(TASK TO COMPLETE) Where does the word "endpoint" show up in the records? Copy every line that has it.

(SUPPLIED RECORDS)
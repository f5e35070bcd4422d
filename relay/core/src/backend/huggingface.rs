//! Hugging Face Backend Implementation
//!
//! Upstream backend for the Hugging Face inference router, which exposes an
//! OpenAI-compatible chat completions API.
//!
//! # API
//!
//! - `POST {base_url}/chat/completions` - chat completion, streamed as
//!   server-sent events when `"stream": true`
//! - `GET {base_url}/models` - model listing, used as a health probe
//!
//! A streamed response is a sequence of `data: {json}` lines terminated by
//! `data: [DONE]`. Each JSON chunk carries the next fragment in
//! `choices[0].delta.content`.

use std::time::{Duration, Instant};

use anyhow::Context;
use async_trait::async_trait;
use futures::{Stream, StreamExt};
use tokio::sync::mpsc;

use super::traits::{
    FragmentStream, StreamToken, UpstreamBackend, UpstreamRequest, UpstreamResponse,
    FRAGMENT_CHANNEL_CAPACITY,
};
use crate::config::UpstreamConfig;

/// One decoded server-sent event line
#[derive(Clone, Debug, PartialEq, Eq)]
pub enum SseEvent {
    /// A content fragment
    Fragment(String),
    /// The `[DONE]` sentinel
    Done,
    /// Upstream reported an error inside the stream
    Error(String),
}

/// Decode a single line of an SSE body
///
/// Returns `None` for blank lines, comments, non-data fields and chunks that
/// carry no content (role announcements, finish markers).
#[must_use]
pub fn parse_sse_line(line: &str) -> Option<SseEvent> {
    let line = line.trim_end_matches('\r');
    let data = line.strip_prefix("data:")?.trim_start();

    if data == "[DONE]" {
        return Some(SseEvent::Done);
    }

    let value: serde_json::Value = match serde_json::from_str(data) {
        Ok(value) => value,
        Err(e) => return Some(SseEvent::Error(format!("Malformed stream chunk: {e}"))),
    };

    if let Some(error) = value.get("error") {
        let message = error
            .get("message")
            .and_then(serde_json::Value::as_str)
            .or_else(|| error.as_str())
            .map_or_else(|| error.to_string(), str::to_string);
        return Some(SseEvent::Error(message));
    }

    value
        .pointer("/choices/0/delta/content")
        .and_then(serde_json::Value::as_str)
        .filter(|content| !content.is_empty())
        .map(|content| SseEvent::Fragment(content.to_string()))
}

/// Longest SSE line accepted before the stream is treated as broken
const MAX_SSE_LINE_BYTES: usize = 1024 * 1024;

/// Forward SSE fragments from an upstream body into the relay channel
///
/// Returns as soon as the stream ends, fails, or the relay drops its
/// [`FragmentStream`], which also drops `body` and its HTTP connection.
async fn pump_sse<S, B, E>(body: S, tx: mpsc::Sender<StreamToken>, model: String)
where
    S: Stream<Item = Result<B, E>>,
    B: AsRef<[u8]>,
    E: std::fmt::Display,
{
    tokio::pin!(body);
    let mut buffer: Vec<u8> = Vec::new();

    loop {
        let chunk = tokio::select! {
            () = tx.closed() => {
                tracing::debug!(model = %model, "Fragment receiver dropped");
                return;
            }
            chunk = body.next() => chunk,
        };

        let bytes = match chunk {
            Some(Ok(bytes)) => bytes,
            Some(Err(e)) => {
                let _ = tx.send(StreamToken::Error(e.to_string())).await;
                return;
            }
            None => {
                // Body ended without [DONE]; dropping tx reports a disconnect
                tracing::warn!(model = %model, "Upstream stream ended without terminator");
                return;
            }
        };
        buffer.extend_from_slice(bytes.as_ref());

        // Only whole lines are decoded, so multi-byte chars never split
        while let Some(pos) = buffer.iter().position(|b| *b == b'\n') {
            let line: Vec<u8> = buffer.drain(..=pos).collect();
            let line = String::from_utf8_lossy(&line);

            let token = match parse_sse_line(line.trim_end_matches('\n')) {
                None => continue,
                Some(SseEvent::Fragment(text)) => StreamToken::Fragment(text),
                Some(SseEvent::Done) => {
                    let _ = tx.send(StreamToken::Complete).await;
                    return;
                }
                Some(SseEvent::Error(message)) => {
                    let _ = tx.send(StreamToken::Error(message)).await;
                    return;
                }
            };

            if tx.send(token).await.is_err() {
                tracing::debug!(model = %model, "Fragment receiver dropped");
                return;
            }
        }

        if buffer.len() > MAX_SSE_LINE_BYTES {
            let message = format!(
                "Upstream line exceeds {MAX_SSE_LINE_BYTES} bytes without a newline"
            );
            let _ = tx.send(StreamToken::Error(message)).await;
            return;
        }
    }
}

/// Hugging Face router client
#[derive(Clone)]
pub struct HuggingFaceBackend {
    /// Base URL without trailing slash
    base_url: String,
    /// Bearer token
    api_key: Option<String>,
    /// Timeout for non-streaming completions
    request_timeout: Duration,
    /// HTTP client
    http_client: reqwest::Client,
}

impl HuggingFaceBackend {
    /// Create a backend from upstream configuration
    ///
    /// # Errors
    ///
    /// Returns an error if the HTTP client cannot be built.
    pub fn from_config(config: &UpstreamConfig) -> anyhow::Result<Self> {
        // No overall timeout: streams may legitimately run for minutes
        let http_client = reqwest::Client::builder()
            .connect_timeout(config.connect_timeout)
            .build()
            .context("Failed to create HTTP client")?;

        Ok(Self {
            base_url: config.base_url.trim_end_matches('/').to_string(),
            api_key: config.api_key.clone(),
            request_timeout: config.request_timeout,
            http_client,
        })
    }

    /// Get chat completions endpoint URL
    fn completions_url(&self) -> String {
        format!("{}/chat/completions", self.base_url)
    }

    /// Get models endpoint URL
    fn models_url(&self) -> String {
        format!("{}/models", self.base_url)
    }

    fn request_body(request: &UpstreamRequest) -> serde_json::Value {
        serde_json::json!({
            "model": request.model,
            "messages": request.messages,
            "max_tokens": request.max_tokens,
            "stream": request.stream,
        })
    }

    fn post(&self, request: &UpstreamRequest) -> reqwest::RequestBuilder {
        let builder = self
            .http_client
            .post(self.completions_url())
            .json(&Self::request_body(request));
        match self.api_key {
            Some(ref key) => builder.bearer_auth(key),
            None => builder,
        }
    }
}

#[async_trait]
impl UpstreamBackend for HuggingFaceBackend {
    fn name(&self) -> &str {
        "HuggingFace"
    }

    async fn health_check(&self) -> bool {
        let mut builder = self
            .http_client
            .get(self.models_url())
            .timeout(Duration::from_secs(5));
        if let Some(ref key) = self.api_key {
            builder = builder.bearer_auth(key);
        }
        builder
            .send()
            .await
            .is_ok_and(|response| response.status().is_success())
    }

    async fn open_stream(&self, request: &UpstreamRequest) -> anyhow::Result<FragmentStream> {
        let request = request.clone().with_stream(true);
        let response = self
            .post(&request)
            .send()
            .await
            .context("Failed to reach upstream")?;

        if !response.status().is_success() {
            let status = response.status();
            let body = response.text().await.unwrap_or_default();
            anyhow::bail!("Upstream returned {status}: {body}");
        }

        let (tx, fragments) = FragmentStream::channel(FRAGMENT_CHANNEL_CAPACITY);
        tokio::spawn(pump_sse(response.bytes_stream(), tx, request.model));

        Ok(fragments)
    }

    async fn complete(&self, request: &UpstreamRequest) -> anyhow::Result<UpstreamResponse> {
        let start = Instant::now();
        let request = request.clone().with_stream(false);

        let response = self
            .post(&request)
            .timeout(self.request_timeout)
            .send()
            .await
            .context("Failed to reach upstream")?;

        if !response.status().is_success() {
            let status = response.status();
            let body = response.text().await.unwrap_or_default();
            anyhow::bail!("Upstream returned {status}: {body}");
        }

        let data: serde_json::Value = response.json().await?;

        let content = data
            .pointer("/choices/0/message/content")
            .and_then(serde_json::Value::as_str)
            .unwrap_or("")
            .to_string();

        let tokens_used = data
            .pointer("/usage/completion_tokens")
            .and_then(serde_json::Value::as_u64)
            .and_then(|c| u32::try_from(c).ok());

        Ok(UpstreamResponse {
            content,
            model: request.model,
            tokens_used,
            duration_ms: u64::try_from(start.elapsed().as_millis()).ok(),
        })
    }
}
//! Security Module
//!
//! Validation at the points where untrusted client input enters the relay:
//! - Model identifiers requested by clients (checked against the allow-list)
//! - Raw inbound frames (checked against the size limit)
//!
//! # Design Philosophy
//!
//! Validation never raises. A failed check is reported as a value and the
//! caller decides how to surface it (an `error` unit on the WebSocket, an
//! HTTP 400 on the synchronous endpoint).

use std::collections::BTreeSet;

use serde::{Deserialize, Serialize};

/// Result of input validation
#[derive(Clone, Debug, PartialEq, Eq)]
pub enum ValidationResult {
    /// Input is valid
    Valid,
    /// Input is invalid with reason
    Invalid(String),
}

impl ValidationResult {
    /// Check if the result indicates valid input
    #[must_use]
    pub fn is_valid(&self) -> bool {
        matches!(self, Self::Valid)
    }

    /// Get the error message if invalid
    #[must_use]
    pub fn error_message(&self) -> Option<&str> {
        match self {
            Self::Valid => None,
            Self::Invalid(msg) => Some(msg),
        }
    }
}

/// The fixed set of model identifiers the relay may request upstream
///
/// Built once from configuration and never mutated afterwards. Sessions hold
/// it through the shared, immutable [`crate::config::RelayConfig`].
#[derive(Clone, Debug, Default, PartialEq, Eq, Serialize, Deserialize)]
#[serde(transparent)]
pub struct AllowList {
    models: BTreeSet<String>,
}

impl AllowList {
    /// Create an allow-list from any collection of model identifiers
    pub fn new<I, S>(models: I) -> Self
    where
        I: IntoIterator<Item = S>,
        S: Into<String>,
    {
        Self {
            models: models.into_iter().map(Into::into).collect(),
        }
    }

    /// Check whether a model identifier is allowed
    ///
    /// Matching is exact and case-sensitive, as upstream model ids are.
    #[must_use]
    pub fn contains(&self, model: &str) -> bool {
        self.models.contains(model)
    }

    /// Validate a requested model, producing a client-facing reason on failure
    #[must_use]
    pub fn validate(&self, model: &str) -> ValidationResult {
        if self.contains(model) {
            ValidationResult::Valid
        } else {
            ValidationResult::Invalid(format!(
                "Model '{model}' is not allowed. Accepted models are: {}",
                self.joined()
            ))
        }
    }

    /// Number of allowed models
    #[must_use]
    pub fn len(&self) -> usize {
        self.models.len()
    }

    /// Whether the allow-list is empty
    #[must_use]
    pub fn is_empty(&self) -> bool {
        self.models.is_empty()
    }

    /// Iterate over allowed models in sorted order
    pub fn iter(&self) -> impl Iterator<Item = &str> {
        self.models.iter().map(String::as_str)
    }

    fn joined(&self) -> String {
        self.iter().collect::<Vec<_>>().join(", ")
    }
}

/// Check an inbound frame against the configured size limit
#[must_use]
pub fn validate_frame_size(frame: &str, max_message_size: usize) -> ValidationResult {
    if frame.len() > max_message_size {
        return ValidationResult::Invalid(format!(
            "Message too large: {} bytes (max: {max_message_size})",
            frame.len()
        ));
    }
    ValidationResult::Valid
}

#[cfg(test)]
mod tests {
    use super::*;

    fn allow_list() -> AllowList {
        AllowList::new(["modelA", "meta-llama/Llama-3.2-1B-Instruct"])
    }

    #[test]
    fn test_allow_list_membership() {
        let list = allow_list();
        assert!(list.contains("modelA"));
        assert!(list.contains("meta-llama/Llama-3.2-1B-Instruct"));
        assert!(!list.contains("modelB"));
        assert!(!list.contains("modela"));
        assert!(!list.contains(""));
    }

    #[test]
    fn test_allow_list_validate_reason_names_model() {
        let result = allow_list().validate("modelB");
        assert!(!result.is_valid());
        let reason = result.error_message().unwrap();
        assert!(reason.contains("'modelB' is not allowed"));
        assert!(reason.contains("modelA"));
    }

    #[test]
    fn test_allow_list_validate_allowed() {
        assert_eq!(allow_list().validate("modelA"), ValidationResult::Valid);
    }

    #[test]
    fn test_allow_list_deduplicates() {
        let list = AllowList::new(["a", "a", "b"]);
        assert_eq!(list.len(), 2);
        assert_eq!(list.iter().collect::<Vec<_>>(), vec!["a", "b"]);
    }

    #[test]
    fn test_allow_list_serde_transparent() {
        let list: AllowList = serde_json::from_str(r#"["x", "y"]"#).unwrap();
        assert!(list.contains("x"));
        assert_eq!(serde_json::to_string(&list).unwrap(), r#"["x","y"]"#);
    }

    #[test]
    fn test_frame_size_limit() {
        assert!(validate_frame_size("abc", 3).is_valid());
        let result = validate_frame_size("abcd", 3);
        assert!(result.error_message().unwrap().contains("too large"));
    }
}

(RESULT FOR THIS TASK)
    /// Get chat completions endpoint URL
    /// Get models endpoint URL
//! HTTP 400 on the synchronous endpoint).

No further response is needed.